Other exhibitions and contributions included the Rerouting Art Festival, KZNSA BuzzArt Exhibition, the Fabulous Picture Show held by the Tatham Art Gallery in 2018 and 2019, and various art workshops. You can find his artwork adorning the Edendale Hospital bridge or on his Instagram or Facebook pages named SiyaNgubaneArt. Alternatively, he can be contacted about his prints, which are limited editions.


Alterism and Acrylics

John Rogers is based in the Kamberg Valley and has been painting for 20 years. He started using watercolours and experimented with paints from an early age, but now he mainly works with acrylic paint.

His artistic process takes his viewers on a visual journey along with many saturated swathes of colour, from creation to destruction, to creation again. His style has been described as “unique”, and, according to John, his process can be “nerve-wracking” and “pleasurable” simultaneously. He named his particular style “Alterism”, otherwise described as the “Destructive Enhancement in art”. For the art history enthusiasts out there, it combines the Expressionism art style with deconstruction, becoming an Abstract Realism piece.

The process involves applying thick, oversaturated layers of paint onto the canvas, which is then cut through, or slashed, creating a completely different effect. He uses a palette knife to apply the paint and cut through it.

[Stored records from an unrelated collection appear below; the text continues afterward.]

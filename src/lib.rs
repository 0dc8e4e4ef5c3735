//! Incremental commit ledger for a set of git repositories, plus activity reports over it.
//!
//! [`sync`] pulls recent history through a [`git::RepositoryAdapter`] into a bounded,
//! deduplicated [`model::ProjectRecord`] per project kept in a [`store::LedgerStore`].
//! [`report`] turns a slice of that ledger into Markdown, decorated text or HTML.

pub mod cli;
pub mod config;
pub mod error;
pub mod git;
pub mod model;
pub mod projects;
pub mod report;
pub mod store;
pub mod sync;
pub mod util;
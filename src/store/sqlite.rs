use super::{quarantine, LedgerStore};
use crate::error::{LedgerError, Result};
use crate::model::{CommitRecord, FileChange, ProjectRecord, SCHEMA_VERSION};
use chrono::{DateTime, TimeZone, Utc};
use rusqlite::{params, Connection, OptionalExtension};
use std::collections::HashMap;
use std::path::{Path, PathBuf};

/// Normalised SQLite form of the ledger.
pub struct SqliteLedgerStore {
    conn: Connection,
}

impl SqliteLedgerStore {
    /// Open or create the database at `path`. A file that is not a ledger database, or carries
    /// another schema version, is moved aside and replaced by an empty one.
    pub fn open<P: AsRef<Path>>(path: P) -> Result<Self> {
        let path = path.as_ref();
        if let Some(parent) = path.parent() {
            if !parent.as_os_str().is_empty() {
                std::fs::create_dir_all(parent)?;
            }
        }

        match Self::connect(path) {
            Ok(store) => Ok(store),
            Err(e @ (LedgerError::Database(_) | LedgerError::Store(_))) if path.exists() => {
                let moved = quarantine(path)?;
                tracing::warn!(
                    path = %path.display(),
                    moved_to = %moved.display(),
                    error = %e,
                    "ledger database unreadable, reinitializing empty ledger"
                );
                Self::connect(path)
            }
            Err(e) => Err(e),
        }
    }

    pub fn in_memory() -> Result<Self> {
        let mut store = Self {
            conn: Connection::open_in_memory()?,
        };
        store.initialize()?;
        Ok(store)
    }

    fn connect(path: &Path) -> Result<Self> {
        let conn = Connection::open(path)?;
        let mut store = Self { conn };
        store.initialize()?;
        Ok(store)
    }

    fn initialize(&mut self) -> Result<()> {
        self.check_schema_version()?;
        self.conn.execute_batch(
            "
            PRAGMA foreign_keys = ON;
            CREATE TABLE IF NOT EXISTS projects (
                identifier TEXT PRIMARY KEY,
                path TEXT NOT NULL,
                last_activity INTEGER NOT NULL,
                created_at INTEGER NOT NULL
            );
            CREATE TABLE IF NOT EXISTS commits (
                project_id TEXT NOT NULL,
                hash TEXT NOT NULL,
                position INTEGER NOT NULL,
                message TEXT NOT NULL,
                author_name TEXT NOT NULL,
                author_email TEXT NOT NULL,
                timestamp INTEGER NOT NULL,
                PRIMARY KEY (project_id, hash),
                FOREIGN KEY (project_id) REFERENCES projects(identifier) ON DELETE CASCADE
            );
            CREATE TABLE IF NOT EXISTS files (
                project_id TEXT NOT NULL,
                commit_hash TEXT NOT NULL,
                filename TEXT NOT NULL,
                additions INTEGER NOT NULL DEFAULT 0,
                deletions INTEGER NOT NULL DEFAULT 0,
                changes INTEGER NOT NULL DEFAULT 0,
                FOREIGN KEY (project_id, commit_hash) REFERENCES commits(project_id, hash) ON DELETE CASCADE
            );
            CREATE INDEX IF NOT EXISTS idx_commits_position ON commits(project_id, position);
            CREATE INDEX IF NOT EXISTS idx_files_commit ON files(project_id, commit_hash);
            ",
        )?;
        Ok(())
    }

    fn check_schema_version(&mut self) -> Result<()> {
        let user_version: i64 = self
            .conn
            .query_row("PRAGMA user_version;", [], |row| row.get(0))?;

        if user_version == 0 {
            let set_stmt = format!("PRAGMA user_version = {SCHEMA_VERSION};");
            self.conn.execute_batch(&set_stmt)?;
        } else if user_version != SCHEMA_VERSION as i64 {
            return Err(LedgerError::Store(format!(
                "Schema version mismatch: expected {}, found {}",
                SCHEMA_VERSION, user_version
            )));
        }

        Ok(())
    }

    fn load_commits(&self, identifier: &str) -> Result<Vec<CommitRecord>> {
        let mut files_stmt = self.conn.prepare(
            "SELECT commit_hash, filename, additions, deletions, changes
             FROM files WHERE project_id = ? ORDER BY rowid",
        )?;
        let mut files_by_commit: HashMap<String, Vec<FileChange>> = HashMap::new();
        let rows = files_stmt.query_map(params![identifier], |row| {
            Ok((
                row.get::<_, String>(0)?,
                FileChange {
                    filename: row.get(1)?,
                    additions: row.get(2)?,
                    deletions: row.get(3)?,
                    changes: row.get(4)?,
                },
            ))
        })?;
        for row in rows {
            let (hash, file) = row?;
            files_by_commit.entry(hash).or_default().push(file);
        }

        let mut commits_stmt = self.conn.prepare(
            "SELECT hash, message, author_name, author_email, timestamp
             FROM commits WHERE project_id = ? ORDER BY position",
        )?;
        let rows = commits_stmt.query_map(params![identifier], |row| {
            Ok(CommitRecord {
                hash: row.get(0)?,
                message: row.get(1)?,
                author_name: row.get(2)?,
                author_email: row.get(3)?,
                timestamp: timestamp_from_row(row.get(4)?, 4)?,
                files: Vec::new(),
            })
        })?;

        let mut commits = Vec::new();
        for row in rows {
            let mut commit = row?;
            commit.files = files_by_commit.remove(&commit.hash).unwrap_or_default();
            commits.push(commit);
        }
        Ok(commits)
    }

    fn load_project(&self, row: ProjectRow) -> Result<ProjectRecord> {
        let (identifier, path, last_activity, created_at) = row;
        let commits = self.load_commits(&identifier)?;
        Ok(ProjectRecord {
            path: PathBuf::from(path),
            commits,
            last_activity: timestamp_from_row(last_activity, 2)?,
            created_at: timestamp_from_row(created_at, 3)?,
            identifier,
        })
    }
}

fn timestamp_from_row(secs: i64, column: usize) -> rusqlite::Result<DateTime<Utc>> {
    Utc.timestamp_opt(secs, 0).single().ok_or_else(|| {
        rusqlite::Error::InvalidColumnType(
            column,
            "timestamp".to_string(),
            rusqlite::types::Type::Integer,
        )
    })
}

type ProjectRow = (String, String, i64, i64);

fn project_row(row: &rusqlite::Row<'_>) -> rusqlite::Result<ProjectRow> {
    Ok((row.get(0)?, row.get(1)?, row.get(2)?, row.get(3)?))
}

impl LedgerStore for SqliteLedgerStore {
    fn get(&self, identifier: &str) -> Result<Option<ProjectRecord>> {
        let row = self
            .conn
            .query_row(
                "SELECT identifier, path, last_activity, created_at FROM projects WHERE identifier = ?",
                params![identifier],
                project_row,
            )
            .optional()?;
        row.map(|r| self.load_project(r)).transpose()
    }

    fn list(&self) -> Result<Vec<ProjectRecord>> {
        let mut stmt = self.conn.prepare(
            "SELECT identifier, path, last_activity, created_at FROM projects ORDER BY identifier",
        )?;
        let rows = stmt
            .query_map([], project_row)?
            .collect::<rusqlite::Result<Vec<_>>>()?;
        rows.into_iter().map(|r| self.load_project(r)).collect()
    }

    fn put(&mut self, project: ProjectRecord) -> Result<()> {
        let tx = self.conn.transaction()?;

        tx.execute(
            "INSERT INTO projects (identifier, path, last_activity, created_at)
             VALUES (?, ?, ?, ?)
             ON CONFLICT(identifier) DO UPDATE SET
                path = excluded.path,
                last_activity = excluded.last_activity,
                created_at = excluded.created_at",
            params![
                project.identifier,
                project.path.to_string_lossy(),
                project.last_activity.timestamp(),
                project.created_at.timestamp()
            ],
        )?;
        tx.execute("DELETE FROM files WHERE project_id = ?", params![project.identifier])?;
        tx.execute("DELETE FROM commits WHERE project_id = ?", params![project.identifier])?;

        {
            let mut insert_commit_stmt = tx.prepare(
                "INSERT OR IGNORE INTO commits
                 (project_id, hash, position, message, author_name, author_email, timestamp)
                 VALUES (?, ?, ?, ?, ?, ?, ?)",
            )?;
            let mut insert_file_stmt = tx.prepare(
                "INSERT INTO files (project_id, commit_hash, filename, additions, deletions, changes)
                 VALUES (?, ?, ?, ?, ?, ?)",
            )?;

            for (position, commit) in project.commits.iter().enumerate() {
                let inserted = insert_commit_stmt.execute(params![
                    project.identifier,
                    commit.hash,
                    position as i64,
                    commit.message,
                    commit.author_name,
                    commit.author_email,
                    commit.timestamp.timestamp()
                ])?;
                if inserted == 0 {
                    continue;
                }
                for f in &commit.files {
                    insert_file_stmt.execute(params![
                        project.identifier,
                        commit.hash,
                        f.filename,
                        f.additions,
                        f.deletions,
                        f.changes
                    ])?;
                }
            }
        }

        tx.commit()?;
        Ok(())
    }

    fn delete(&mut self, identifier: &str) -> Result<bool> {
        let tx = self.conn.transaction()?;
        tx.execute("DELETE FROM files WHERE project_id = ?", params![identifier])?;
        tx.execute("DELETE FROM commits WHERE project_id = ?", params![identifier])?;
        let removed = tx.execute("DELETE FROM projects WHERE identifier = ?", params![identifier])?;
        tx.commit()?;
        Ok(removed > 0)
    }
}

The result becomes what is termed “micro abstractions”.

Undoubtedly John is inspired by the Expressionist artist Vincent van Gogh, maybe you’ve heard of him? When he visited the Van Gogh museum in Amsterdam a while back, it inspired him further, especially the saturation level of colour in Van Gogh’s paintings.

Beyond the inspiration from the great European masters of art, John paints from what is around him, including his life, from mountainscape scenes of the Drakensberg to idyllic landscapes of a home in the hills. Furthermore, his work as a locations manager in the film industry and his love for paragliding have contributed to his love of nature, which translates into his artwork.

As for the end result of his art, he does not know the outcome, which makes it part of the excitement. The composition becomes a whirling world of abstraction when you stand up close but take a few steps back, and a whole other scene takes shape. This is where the magic lies in Alterism.

At present, John is building his own studio unassisted, and he likens it to a “very big sculpture”, one of his greatest achievements at that. His artwork can be found at the Lion’s River Platform Gallery and otherwise through his website.